Verfahrensgang
LG Berlin (Entscheidung vom 17.05.2006; Aktenzeichen 542 StVK 129/06 Vollz) |
Tenor
Auf die Rechtsbeschwerde des Gefangenen werden der Beschluß des Landgerichts Berlin - Strafvollstreckungskammer - vom 17. Mai 2006 und der Bescheid des Leiters der Justizvollzugsanstalt Tegel - Sozialtherapeutische Anstalt - vom 19. Januar 2006 - LSothAa - 451 E - 1262/01 - aufgehoben.
Die Vollzugsbehörde wird verpflichtet, über den Antrag des Gefangenen auf die Gewährung von Tagesausgängen unter Berücksichtigung der Rechtsauffassung des Senats neu zu entscheiden.
Die Landeskasse Berlin hat die Kosten des Verfahrens und die notwendigen Auslagen des Gefangenen in beiden Rechtszügen zu tragen.
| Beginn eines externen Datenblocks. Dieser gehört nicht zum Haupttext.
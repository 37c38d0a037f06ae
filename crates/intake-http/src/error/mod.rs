//! [`Error`], [`ErrorKind`] and [`Result`].

mod http_error;

pub use http_error::{Error, ErrorKind, Result};
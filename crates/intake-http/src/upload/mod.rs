//! Multipart file upload ingestion.
//!
//! Parses an incoming multipart body part-by-part, identifies the real
//! content type by sniffing initial bytes (never trusting the declared
//! header), validates it against an allow-list, derives a safe destination
//! filename, and streams each part to persistent storage.

mod config;
mod pipeline;

pub use config::{UploadConfig, UploadedFile};
pub use pipeline::{upload_files, upload_one_file};
//! Strict JSON request body decoding.
//!
//! This module provides the size-capped, single-value JSON decode step used
//! by API handlers: [`read_json`] / [`from_slice`] for direct use, and
//! [`StrictJson`], a drop-in extractor applying the default [`JsonConfig`].

mod strict_json;

pub use strict_json::{DEFAULT_MAX_JSON_SIZE, JsonConfig, StrictJson, from_slice, read_json};
#![forbid(unsafe_code)]
#![cfg_attr(docsrs, feature(doc_cfg))]
#![doc = include_str!("../README.md")]

mod error;

pub mod extract;
pub mod middleware;
pub mod response;
pub mod upload;

pub use crate::error::{Error, ErrorKind, Result};
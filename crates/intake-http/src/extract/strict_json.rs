//! Strict JSON extractor with classified error handling.
//!
//! Wraps `serde_json` decoding with a byte-size ceiling, single-top-level-
//! value enforcement, and configurable tolerance for unrecognized fields.
//! Every failure path translates into one classified [`ErrorKind`] with a
//! message fit for direct inclusion in a response envelope.

use axum::body::Body;
use axum::extract::{FromRequest, Request};
use axum::response::{IntoResponse, Response};
use derive_more::{Deref, DerefMut, From};
use serde::Serialize;
use serde::de::DeserializeOwned;
use serde_json::error::Category;

use crate::error::{Error, ErrorKind, Result};

/// Default maximum allowed JSON payload size in bytes (1MB).
pub const DEFAULT_MAX_JSON_SIZE: usize = 1024 * 1024;

/// Per-call configuration for the JSON decode step.
#[must_use]
#[derive(Debug, Clone, Copy)]
pub struct JsonConfig {
    /// Hard ceiling on bytes read from the request body.
    pub max_size: usize,
    /// Whether fields absent from the target's schema are tolerated.
    pub allow_unknown_fields: bool,
}

impl Default for JsonConfig {
    fn default() -> Self {
        Self {
            max_size: DEFAULT_MAX_JSON_SIZE,
            allow_unknown_fields: false,
        }
    }
}

impl JsonConfig {
    /// Overrides the byte ceiling.
    pub fn with_max_size(mut self, max_size: usize) -> Self {
        self.max_size = max_size;
        self
    }

    /// Tolerates fields the target type does not declare.
    pub fn with_allow_unknown_fields(mut self, allow: bool) -> Self {
        self.allow_unknown_fields = allow;
        self
    }
}

/// Reads a request body and decodes exactly one JSON value from it.
///
/// Collection is capped at the configured ceiling before structural parsing
/// is attempted: a body of exactly `max_size` bytes succeeds, one byte over
/// fails with [`ErrorKind::BodyTooLarge`]. Decoding semantics are those of
/// [`from_slice`].
pub async fn read_json<T>(body: Body, config: &JsonConfig) -> Result<T>
where
    T: DeserializeOwned,
{
    let bytes = axum::body::to_bytes(body, config.max_size)
        .await
        .map_err(|err| {
            let message = err.to_string();
            if message.contains("length limit") {
                ErrorKind::BodyTooLarge.with_message(format!(
                    "body must not be larger than {} bytes",
                    config.max_size,
                ))
            } else {
                ErrorKind::UnexpectedEof
                    .with_message("body could not be read in full")
                    .with_context(message)
            }
            .into_static()
        })?;

    from_slice(&bytes, config)
}

/// Decodes exactly one JSON value from a byte slice into `T`.
///
/// Failure classification:
///
/// - empty or whitespace-only input fails with [`ErrorKind::EmptyBody`];
/// - input over the ceiling fails with [`ErrorKind::BodyTooLarge`];
/// - a field the target does not declare fails with
///   [`ErrorKind::UnknownField`] naming the field, unless unknown fields
///   are allowed;
/// - malformed tokens fail with [`ErrorKind::SyntaxError`], truncated input
///   with [`ErrorKind::UnexpectedEof`], JSON-to-target type mismatches with
///   [`ErrorKind::TypeMismatch`];
/// - trailing content after the first value fails with
///   [`ErrorKind::MultipleJsonValues`].
///
/// On error the target was never produced; partial decoding state is
/// discarded.
pub fn from_slice<T>(bytes: &[u8], config: &JsonConfig) -> Result<T>
where
    T: DeserializeOwned,
{
    if bytes.len() > config.max_size {
        return Err(ErrorKind::BodyTooLarge
            .with_message(format!(
                "body must not be larger than {} bytes",
                config.max_size,
            ))
            .into_static());
    }

    if bytes.iter().all(u8::is_ascii_whitespace) {
        return Err(ErrorKind::EmptyBody.into_error());
    }

    let mut deserializer = serde_json::Deserializer::from_slice(bytes);

    let value = if config.allow_unknown_fields {
        T::deserialize(&mut deserializer).map_err(classify_decode_error)?
    } else {
        let mut unknown: Option<String> = None;
        let value = serde_ignored::deserialize(&mut deserializer, |path| {
            unknown.get_or_insert_with(|| path.to_string());
        })
        .map_err(classify_decode_error)?;

        if let Some(field) = unknown {
            return Err(ErrorKind::UnknownField
                .with_message(format!("body contains unknown field {field:?}"))
                .into_static());
        }

        value
    };

    // Exactly one top-level value; anything after it is an error.
    deserializer.end().map_err(|err| {
        ErrorKind::MultipleJsonValues
            .with_message("body must contain only a single JSON value")
            .with_context(err.to_string())
            .into_static()
    })?;

    Ok(value)
}

/// Translates a `serde_json` decode failure into a classified [`Error`].
///
/// Positions are reported as line/column when the decoder provides them,
/// never fabricated.
fn classify_decode_error(err: serde_json::Error) -> Error<'static> {
    match err.classify() {
        Category::Eof => ErrorKind::UnexpectedEof
            .with_message("body contains badly-formed JSON (unexpected end of input)")
            .into_static(),
        Category::Syntax => ErrorKind::SyntaxError
            .with_message(format!(
                "body contains badly-formed JSON (at line {}, column {})",
                err.line(),
                err.column(),
            ))
            .with_context(err.to_string())
            .into_static(),
        Category::Data => {
            let detail = err.to_string();
            if detail.starts_with("unknown field") {
                let field = detail.split('`').nth(1).unwrap_or("?");
                ErrorKind::UnknownField
                    .with_message(format!("body contains unknown field {field:?}"))
                    .into_static()
            } else {
                ErrorKind::TypeMismatch
                    .with_message(format!(
                        "body contains an incorrect JSON type (at line {}, column {})",
                        err.line(),
                        err.column(),
                    ))
                    .with_context(detail)
                    .into_static()
            }
        }
        Category::Io => ErrorKind::UnexpectedEof
            .with_message("body could not be read in full")
            .with_context(err.to_string())
            .into_static(),
    }
}

/// Strict JSON extractor applying the default [`JsonConfig`].
///
/// A drop-in replacement for [`axum::Json`] that enforces the 1MB size
/// ceiling, rejects unknown fields, and requires exactly one top-level JSON
/// value. Rejections are classified [`Error`]s that serialize into the
/// uniform error envelope.
#[must_use]
#[derive(Debug, Clone, Copy, Default, Deref, DerefMut, From)]
pub struct StrictJson<T>(pub T);

impl<T> StrictJson<T> {
    /// Creates a new [`StrictJson`] wrapper around the provided value.
    #[inline]
    pub fn new(inner: T) -> Self {
        Self(inner)
    }

    /// Returns the inner value.
    #[inline]
    pub fn into_inner(self) -> T {
        self.0
    }
}

impl<T, S> FromRequest<S> for StrictJson<T>
where
    T: DeserializeOwned + 'static,
    S: Send + Sync,
{
    type Rejection = Error<'static>;

    async fn from_request(req: Request, _state: &S) -> Result<Self, Self::Rejection> {
        let config = JsonConfig::default();
        let value = read_json(req.into_body(), &config).await?;
        Ok(Self::new(value))
    }
}

impl<T> IntoResponse for StrictJson<T>
where
    T: Serialize,
{
    #[inline]
    fn into_response(self) -> Response {
        axum::Json(self.0).into_response()
    }
}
Der Streitwert wird für beide Rechtszüge auf 2.000 Euro festgesetzt.
Gründe
Der Gefangene verbüßt zur Zeit in der Justizvollzugsanstalt Tegel eine lebenslange Freiheitsstrafe. Mit Bescheid vom 19. Januar 2006 hat ihm die Vollzugsbehörde die Gewährung selbständiger Lockerungen in Form von Tagesausgängen verwehrt. Mit dem angefochtenen Beschluß vom 17. Mai 2006 hat die Strafvollstreckungskammer des Landgerichts Berlin seinen Antrag auf gerichtliche Entscheidung ( § 109 Abs. 1 StVollzG) vom 3. Fe-bruar 2006 abgelehnt, die Anstalt zu verpflichten, ihm die begehrten Lockerungen zu gewähren. Seine Rechtsbeschwerde, mit der er die Verletzung sachlichen Rechts rügt, hat Erfolg.
I.
Das Stadtgericht Berlin (Ost) verurteilte den - bereits 1967 im Alter von 18 Jahren erstmals wegen Vergewaltigung seiner 16-jährigen Freundin straffälligen - Antragsteller am 15. August 1980 wegen Mordes in Tateinheit mit Raub sowie wegen weiterer Straftaten zu einer lebenslangen Freiheitsstrafe. Während der Strafverbüßung in der Justizvollzugsanstalt Brandenburg waren ihm seit September 1990 unselbständige Lockerungen, seit 1991 selbständige Lockerungen in Form von Urlaub und Ausgang gewährt worden; seit Mai 1993 befand er sich im Freigang. Das Landgericht Potsdam stellte mit Beschluß vom 23. November 1994 die besondere Schwere der Schuld fest (indem es den diesbezüglichen Ausführungen der Staatsanwaltschaft in deren Antragsschrift nicht entgegentrat), bestimmte die Mindestverbüßungsdauer auf 16 Jahre und setzte die Strafvollstreckung mit Wirkung vom 11. August 1995 zur Bewährung aus. Die Ausführungen im angefochtenen Beschluß, die besondere Schwere der Schuld sei noch nicht festgestellt (S. 3 BA) binden den Senat nicht, da sie angesichts der Vollstreckungslage offensichtlich falsch sind: Eine Mindestverbüßungsdauer von mehr als 15 Jahren setzt die vorherige Feststellung der besonderen Schwere der Schuld voraus (vgl. Tröndle/Fischer, StGB 54. Aufl., § 57a Rdnrn. 16, 18).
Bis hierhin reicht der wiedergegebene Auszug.